» Exercise directions:
Transcription of the full listing is required, character for character.
___
//! In-process store implementation.

use std::collections::HashMap;
use std::time::{Duration, Instant};

use async_trait::async_trait;
use dashmap::DashMap;
use tracing::trace;

use super::WindowStore;
use crate::error::Result;

#[derive(Debug)]
struct Lease {
    token: String,
    expires_at: Instant,
}

/// A [`WindowStore`] kept in process memory.
///
/// Behaves like the Redis store, lease expiry included, so shared windows can
/// run without a server. Cloning is not supported; share it through an `Arc`.
#[derive(Debug, Default)]
pub struct MemoryStore {
    hashes: DashMap<String, HashMap<String, u64>>,
    locks: DashMap<String, Lease>,
}

impl MemoryStore {
    /// Create an empty store.
    pub fn new() -> Self {
        Self::default()
    }

    /// Number of fields stored under `key`.
    pub fn field_count(&self, key: &str) -> usize {
        self.hashes.get(key).map(|h| h.len()).unwrap_or(0)
    }

    /// Store a raw field, bypassing slot encoding.
    pub fn insert_raw(&self, key: &str, field: &str, value: u64) {
        self.hashes
            .entry(key.to_string())
            .or_default()
            .insert(field.to_string(), value);
    }

    /// Whether lock `name` is currently held.
    pub fn is_locked(&self, name: &str) -> bool {
        self.locks
            .get(name)
            .map(|lease| lease.expires_at > Instant::now())
            .unwrap_or(false)
    }
}

#[async_trait]
impl WindowStore for MemoryStore {
    async fn incr_field(&self, key: &str, slot: i64, by: u64) -> Result<u64> {
        let mut hash = self.hashes.entry(key.to_string()).or_default();
        let count = hash.entry(slot.to_string()).or_insert(0);
        *count += by;
        Ok(*count)
    }

    async fn fetch_all(&self, key: &str) -> Result<Vec<(String, u64)>> {
        Ok(self
            .hashes
            .get(key)
            .map(|hash| hash.iter().map(|(f, c)| (f.clone(), *c)).collect())
            .unwrap_or_default())
    }

    async fn delete_fields(&self, key: &str, slots: &[i64]) -> Result<()> {
        if let Some(mut hash) = self.hashes.get_mut(key) {
            for slot in slots {
                hash.remove(&slot.to_string());
            }
        }
        // Redis drops a hash once its last field is gone
        self.hashes.remove_if(key, |_, hash| hash.is_empty());
        Ok(())
    }

    async fn try_acquire_lock(&self, name: &str, token: &str, lease: Duration) -> Result<bool> {
        let now = Instant::now();
        let mut entry = self.locks.entry(name.to_string()).or_insert_with(|| Lease {
            token: String::new(),
            expires_at: now,
        });

        if entry.expires_at > now {
            return Ok(false);
        }

        trace!(lock = %name, "Memory lock acquired");
        entry.token = token.to_string();
        entry.expires_at = now + lease;
        Ok(true)
    }

    async fn release_lock(&self, name: &str, token: &str) -> Result<bool> {
        let released = self
            .locks
            .remove_if(name, |_, lease| lease.token == token)
            .is_some();
        Ok(released)
    }
}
___
» Your response:
//! In-process store implementation.

use std::collections::HashMap;
use std::time::{Duration, Instant};

use async_trait::async_trait;
use dashmap::DashMap;
use tracing::trace;

use super::WindowStore;
use crate::error::Result;

#[derive(Debug)]
struct Lease {
    token: String,
    expires_at: Instant,
}

/// A [`WindowStore`] kept in process memory.
///
/// Behaves like the Redis store, lease expiry included, so shared windows can
/// run without a server. Cloning is not supported; share it through an `Arc`.
#[derive(Debug, Default)]
pub struct MemoryStore {
    hashes: DashMap<String, HashMap<String, u64>>,
    locks: DashMap<String, Lease>,
}

impl MemoryStore {
    /// Create an empty store.
    pub fn new() -> Self {
        Self::default()
    }

    /// Number of fields stored under `key`.
    pub fn field_count(&self, key: &str) -> usize {
        self.hashes.get(key).map(|h| h.len()).unwrap_or(0)
    }

    /// Store a raw field, bypassing slot encoding.
    pub fn insert_raw(&self, key: &str, field: &str, value: u64) {
        self.hashes
            .entry(key.to_string())
            .or_default()
            .insert(field.to_string(), value);
    }

    /// Whether lock `name` is currently held.
    pub fn is_locked(&self, name: &str) -> bool {
        self.locks
            .get(name)
            .map(|lease| lease.expires_at > Instant::now())
            .unwrap_or(false)
    }
}

#[async_trait]
impl WindowStore for MemoryStore {
    async fn incr_field(&self, key: &str, slot: i64, by: u64) -> Result<u64> {
        let mut hash = self.hashes.entry(key.to_string()).or_default();
        let count = hash.entry(slot.to_string()).or_insert(0);
        *count += by;
        Ok(*count)
    }

    async fn fetch_all(&self, key: &str) -> Result<Vec<(String, u64)>> {
        Ok(self
            .hashes
            .get(key)
            .map(|hash| hash.iter().map(|(f, c)| (f.clone(), *c)).collect())
            .unwrap_or_default())
    }

    async fn delete_fields(&self, key: &str, slots: &[i64]) -> Result<()> {
        if let Some(mut hash) = self.hashes.get_mut(key) {
            for slot in slots {
                hash.remove(&slot.to_string());
            }
        }
        // Redis drops a hash once its last field is gone
        self.hashes.remove_if(key, |_, hash| hash.is_empty());
        Ok(())
    }

    async fn try_acquire_lock(&self, name: &str, token: &str, lease: Duration) -> Result<bool> {
        let now = Instant::now();
        let mut entry = self.locks.entry(name.to_string()).or_insert_with(|| Lease {
            token: String::new(),
            expires_at: now,
        });

        if entry.expires_at > now {
            return Ok(false);
        }

        trace!(lock = %name, "Memory lock acquired");
        entry.token = token.to_string();
        entry.expires_at = now + lease;
        Ok(true)
    }

    async fn release_lock(&self, name: &str, token: &str) -> Result<bool> {
        let released = self
            .locks
            .remove_if(name, |_, lease| lease.token == token)
            .is_some();
        Ok(released)
    }
}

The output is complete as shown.